Sunday, April 25, 2010


Part predator and part scavenger, Crested Caracara is a member of the Polyborinae subgroup of the Falcon Family. (Native to the Americas, the Polyborinae group also includes the Forest Falcons and Laughing Falcon.) As one of the most eye-catching members of the Falcon Family, Crested Caracara has a distinctive black crest and a featherless red-orange face. In fact, this broad-winged Falcon is the charismatic National Bird of Mexico.

Not particularly a powerful hunter, Crested Caracara usually feeds on sick and wounded Animals. Instead of sharp claws like other Falcons, He has blunt ones, which are well adapted for walking and scratching in the dirt for Insects. Despite his slow flight, Crested Caracara is actually a close relative of the narrow- winged Falcons.

Also, Crested Caracara has another “unfalconlike” trait. He makes a nest instead of laying his eggs on a rocky ledge. However, his nest is an untidy heap of sticks. And, you can usually find Crested Caracara’s nest on the top of a solitary palm tree.

Crested Caracara takes every opportunity to obtain food. He patrols garbage dumps looking for rotting meat. In Brazil, He will fly along trains to eat meat offered on sticks by railway workers. Crested Caracara will even snatch a young Turtle as He searches the lakeshore for a tasty meal.

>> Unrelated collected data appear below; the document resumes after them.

use crate::types::{ChannelMetadata, ChannelSummary, RawRow, ResultSet, SampleRecord};
use chrono::{TimeZone, Utc};
use std::collections::{BTreeMap, HashMap};

#[derive(Debug, Default)]
struct ChannelAccumulator {
    min: Option<f64>,
    max: Option<f64>,
    sum: f64,
    count: u64,
    records: Vec<SampleRecord>,
}

impl ChannelAccumulator {
    fn push(&mut self, row: RawRow) {
        if let Some(value) = row.value {
            self.min = Some(self.min.map_or(value, |min| min.min(value)));
            self.max = Some(self.max.map_or(value, |max| max.max(value)));
            self.sum += value;
            self.count += 1;
        }
        self.records.push(SampleRecord {
            ts: row.timestamp_ms,
            value: row.value,
        });
    }

    fn finish(self, metadata: Option<&ChannelMetadata>) -> ChannelSummary {
        let avg = (self.count > 0).then(|| self.sum / self.count as f64);
        let start_time = self.records.first().and_then(|r| format_timestamp(r.ts));
        let end_time = self.records.last().and_then(|r| format_timestamp(r.ts));
        ChannelSummary {
            min: self.min,
            max: self.max,
            avg,
            unit: metadata.and_then(|m| m.unit.clone()),
            description: metadata.and_then(|m| m.description.clone()),
            category: metadata.and_then(|m| m.category.clone()),
            start_time,
            end_time,
            records: self.records,
        }
    }
}

/// `YYYY-MM-DD HH:MM:SS UTC`, truncated to whole seconds.
pub fn format_timestamp(ts_ms: i64) -> Option<String> {
    Utc.timestamp_millis_opt(ts_ms)
        .single()
        .map(|dt| dt.format("%Y-%m-%d %H:%M:%S UTC").to_string())
}

/// Distinct channel names in first-seen order.
pub fn observed_channels(rows: &[RawRow]) -> Vec<String> {
    let mut seen: Vec<String> = Vec::new();
    for row in rows {
        if !seen.iter().any(|name| name == &row.channel_name) {
            seen.push(row.channel_name.clone());
        }
    }
    seen
}

/// Folds data rows into per-channel summaries.
///
/// Records keep the order rows arrive in. Rows without a numeric value are
/// recorded but do not contribute to min/max/avg. Channels without a
/// metadata row get `None` for unit, description and category.
pub fn aggregate_rows(rows: Vec<RawRow>, metadata: &[ChannelMetadata]) -> ResultSet {
    let meta_by_channel: HashMap<&str, &ChannelMetadata> = metadata
        .iter()
        .map(|meta| (meta.channel_name.as_str(), meta))
        .collect();

    let mut channels: BTreeMap<String, ChannelAccumulator> = BTreeMap::new();
    for row in rows {
        channels
            .entry(row.channel_name.clone())
            .or_default()
            .push(row);
    }

    channels
        .into_iter()
        .map(|(channel, acc)| {
            let summary = acc.finish(meta_by_channel.get(channel.as_str()).copied());
            (channel, summary)
        })
        .collect()
}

Although there are many aspects of Crested Caracara’s lifestyle that is decidedly “unfalconlike”, He is still a Falcon. This eye catching Bird urges us to rethink our notions of Falcons, as well as other things we thought we knew. He calls to us to expand our horizons, and to embrace new concepts about old established ideas. Look to Crested Caracara for inventive thinking.